Sequence tagging

Some of OpenNMT users have mentioned using seq2seq models for tagging purpose, which is a simpler problem requiring just encoder and generator.

A first version is available here: https://github.com/OpenNMT/OpenNMT/pull/155

@Wabbit - do you want to try?

@jean.senellart sure I’ll try and provide feedback. However, why do you think attention might not be required for tagging? The last hidden layer of the encoder might not carry enough information and additional access to the source side hidden states might be required. See a recent NAACL paper Neural Architectures for Named Entity Recognition which feeds in the hidden state from source at timestep t when decoding for step ‘t’

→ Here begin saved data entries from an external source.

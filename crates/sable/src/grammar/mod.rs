//! # Grammar Model
//!
//! Productions, fully-specified grammars, and the derived analyses parser
//! generation consumes.
//!
//! ## Overview
//!
//! A [`Production`] maps a non-terminal to an ordered right-hand side. A
//! [`Grammar`] freezes a declared-order production list, augments it with
//! `START -> S EOF`, and derives the [nullable/first/follow
//! sets](analysis::NullableFirstFollow), the terminal/non-terminal type sets,
//! and a by-left-hand-side index. Declaration order is meaningful: the
//! recursive-descent generator derives production precedence from it, and the
//! lexer-facing tie-breaks elsewhere in the crate follow the same rule.
//!
//! [`PrecedenceTable`](precedence::PrecedenceTable) carries the explicit
//! terminal precedence/associativity levels the LR family resolves conflicts
//! with, and [`ProductionSet`](builder::ProductionSet) offers checked
//! construction plus option/one-of/tuple/list sugar.

pub mod analysis;
pub mod builder;
pub mod precedence;

pub use analysis::NullableFirstFollow;
pub use builder::{ListOptions, ProductionSet};
pub use precedence::{Associativity, PrecedenceTable, ProductionPrecedence};

use std::collections::BTreeSet;
use std::fmt;

use hashbrown::HashMap;

use crate::intern::{Context, SymbolType};

/// A single grammar rule: `lhs -> rhs[0] rhs[1] ...`.
///
/// Value-equal and hashable; an empty `rhs` derives the empty string.
#[derive(Clone, PartialEq, Eq, Hash)]
pub struct Production {
    lhs: SymbolType,
    rhs: Vec<SymbolType>,
}

impl Production {
    /// # Panics
    ///
    /// Panics if `lhs` is a terminal.
    #[must_use]
    pub fn new(lhs: SymbolType, rhs: Vec<SymbolType>) -> Self {
        assert!(
            !lhs.is_terminal(),
            "production left-hand side must be a non-terminal: {lhs}",
        );
        Self { lhs, rhs }
    }

    #[must_use]
    pub fn lhs(&self) -> SymbolType {
        self.lhs
    }

    #[must_use]
    pub fn rhs(&self) -> &[SymbolType] {
        &self.rhs
    }

    /// The leftmost terminal on the right-hand side, if any. This is the
    /// default precedence symbol of the production.
    #[must_use]
    pub fn leftmost_terminal(&self) -> Option<SymbolType> {
        self.rhs.iter().copied().find(SymbolType::is_terminal)
    }

    /// `true` for single-symbol non-terminal right-hand sides (`A -> B`),
    /// which the recursive-descent precedence analysis treats as transparent.
    #[must_use]
    pub fn is_rename(&self) -> bool {
        self.rhs.len() == 1 && !self.rhs[0].is_terminal()
    }
}

impl fmt::Display for Production {
    fn fmt(&self, f: &mut fmt::Formatter<'_>) -> fmt::Result {
        write!(f, "{} ->", self.lhs)?;
        if self.rhs.is_empty() {
            f.write_str(" <empty>")?;
        }
        for ty in &self.rhs {
            write!(f, " {ty}")?;
        }
        Ok(())
    }
}

impl fmt::Debug for Production {
    fn fmt(&self, f: &mut fmt::Formatter<'_>) -> fmt::Result {
        fmt::Display::fmt(self, f)
    }
}

/// A fully-specified grammar, frozen at construction.
#[derive(Debug, Clone)]
pub struct Grammar {
    name: String,
    start: SymbolType,
    eof: SymbolType,
    productions: Vec<Production>,
    augmented: usize,
    by_lhs: HashMap<SymbolType, Vec<usize>>,
    terminals: BTreeSet<SymbolType>,
    non_terminals: BTreeSet<SymbolType>,
    nff: NullableFirstFollow,
    precedence: PrecedenceTable,
}

impl Grammar {
    /// Builds a grammar from declared-order productions.
    ///
    /// The production list is augmented with `START -> start EOF`; the
    /// augmented production participates in the derived analyses (giving the
    /// start symbol `EOF` in its follow set) and sits at the end of the list
    /// so declaration-order precedence is undisturbed.
    #[must_use]
    pub fn new(
        context: &Context,
        name: impl Into<String>,
        start: SymbolType,
        productions: Vec<Production>,
        precedence: PrecedenceTable,
    ) -> Self {
        let mut productions = productions;
        productions.push(Production::new(
            context.start_type(),
            vec![start, context.eof_type()],
        ));
        let augmented = productions.len() - 1;

        let mut by_lhs: HashMap<SymbolType, Vec<usize>> = HashMap::new();
        for (i, production) in productions.iter().enumerate() {
            by_lhs.entry(production.lhs()).or_default().push(i);
        }

        let mut terminals = BTreeSet::new();
        let mut non_terminals = BTreeSet::new();
        for production in &productions {
            non_terminals.insert(production.lhs());
            for &ty in production.rhs() {
                if ty.is_terminal() {
                    terminals.insert(ty);
                } else {
                    non_terminals.insert(ty);
                }
            }
        }

        let nff = NullableFirstFollow::compute(&productions);

        Self {
            name: name.into(),
            start,
            eof: context.eof_type(),
            productions,
            augmented,
            by_lhs,
            terminals,
            non_terminals,
            nff,
            precedence,
        }
    }

    #[must_use]
    pub fn name(&self) -> &str {
        &self.name
    }

    /// The user-declared start symbol (not the augmentation non-terminal).
    #[must_use]
    pub fn start_symbol(&self) -> SymbolType {
        self.start
    }

    #[must_use]
    pub fn eof_type(&self) -> SymbolType {
        self.eof
    }

    /// All productions in declaration order, the augmented production last.
    #[must_use]
    pub fn productions(&self) -> &[Production] {
        &self.productions
    }

    #[must_use]
    pub fn production(&self, index: usize) -> &Production {
        &self.productions[index]
    }

    /// Index of the augmented `START -> start EOF` production.
    #[must_use]
    pub fn augmented_production(&self) -> usize {
        self.augmented
    }

    /// Indices of the productions for `lhs`, in declaration order.
    #[must_use]
    pub fn productions_for(&self, lhs: SymbolType) -> &[usize] {
        self.by_lhs.get(&lhs).map_or(&[], Vec::as_slice)
    }

    /// Every terminal mentioned by any production (`EOF` included, via the
    /// augmentation).
    #[must_use]
    pub fn terminal_types(&self) -> &BTreeSet<SymbolType> {
        &self.terminals
    }

    #[must_use]
    pub fn non_terminal_types(&self) -> &BTreeSet<SymbolType> {
        &self.non_terminals
    }

    /// The derived nullable/first/follow analyses.
    #[must_use]
    pub fn nff(&self) -> &NullableFirstFollow {
        &self.nff
    }

    #[must_use]
    pub fn precedence(&self) -> &PrecedenceTable {
        &self.precedence
    }
}

impl fmt::Display for Grammar {
    /// Yacc-like rendering, one left-hand side per block.
    fn fmt(&self, f: &mut fmt::Formatter<'_>) -> fmt::Result {
        writeln!(f, "grammar {}", self.name)?;
        for &lhs in &self.non_terminals {
            let indices = self.productions_for(lhs);
            if indices.is_empty() {
                continue;
            }
            writeln!(f, "{lhs}:")?;
            for (i, &index) in indices.iter().enumerate() {
                let sep = if i == 0 { ' ' } else { '|' };
                write!(f, "\t{sep}")?;
                for ty in self.productions[index].rhs() {
                    write!(f, " {ty}")?;
                }
                writeln!(f)?;
            }
        }
        Ok(())
    }
}

#[cfg(test)]
mod tests {
    use super::*;

    #[test]
    fn augmentation_gives_start_symbol_eof_in_follow() {
        let mut ctx = Context::new();
        let x = ctx.terminal("x");
        let s = ctx.non_terminal("S");
        let grammar = Grammar::new(
            &ctx,
            "test",
            s,
            vec![Production::new(s, vec![x])],
            PrecedenceTable::default(),
        );

        assert_eq!(grammar.productions().len(), 2);
        let augmented = grammar.production(grammar.augmented_production());
        assert_eq!(augmented.lhs(), ctx.start_type());
        assert!(grammar.nff().follow(s).contains(&ctx.eof_type()));
        assert!(grammar.terminal_types().contains(&ctx.eof_type()));
    }

    #[test]
    fn leftmost_terminal_and_rename() {
        let mut ctx = Context::new();
        let plus = ctx.terminal("+");
        let e = ctx.non_terminal("E");
        let t = ctx.non_terminal("T");

        let production = Production::new(e, vec![e, plus, t]);
        assert_eq!(production.leftmost_terminal(), Some(plus));
        assert!(!production.is_rename());
        assert!(Production::new(e, vec![t]).is_rename());
        assert_eq!(Production::new(e, vec![]).leftmost_terminal(), None);
    }
}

Hi @Wabbit - just saw your question. Indeed we could also think about having an attention module in a sequence tagger or use the full seq2seq approach for tagging - but the sequence tagger proposed here is a more simple (and conventional) approach…

hi @jean.senellart ,

Do you have any papers or document related to Sequence tagging that you implemented on ONMT?
I want to know more about this feature.

Thank a lot.

Hello @tintinkool
Have you found a way to implement sequence tagging using OpenNMT? I am looking for any examples/documentation for the same.

@pankajkumar - sequence tagging is part of the toolkit.

  • Your source corpus is your tokenized text, your target corpus is your tag sequence.
  • Apply generic preprocess on it (use -check_plength option to make sure source and target have the same lengths)
  • Train a model using -model_type seqtagger.
  • infer POS with trained model using tag.lua
  • most of the regular options are working (except that you don’t have a decoder)

see: http://opennmt.net/OpenNMT/applications/#sequence-tagging

let me know if you have any problem to run this.

1 Like

Can the seqtagger model:

  • be run in server mode ?
  • be converted to run in CPU mode ?

not today - but adding a wrapping like the translation server is trivial

yes - the same way than seq2seq models

1 Like

It would be great. Otherwise, tagging sentences on demand, one by one, would force to load the model for each sentence, isn’t it ? A bit heavy…

Hi,

Do you know if this seqtagger feature is available for the python version?
I search the documentation of the python version, and didn’t find this feature.
Does the team plan to implement this feature for the python version?

Thanks!

1 Like

Hello,

It is not included in the PyTorch version but you can find it in the TensorFlow version if Python is your only requirement.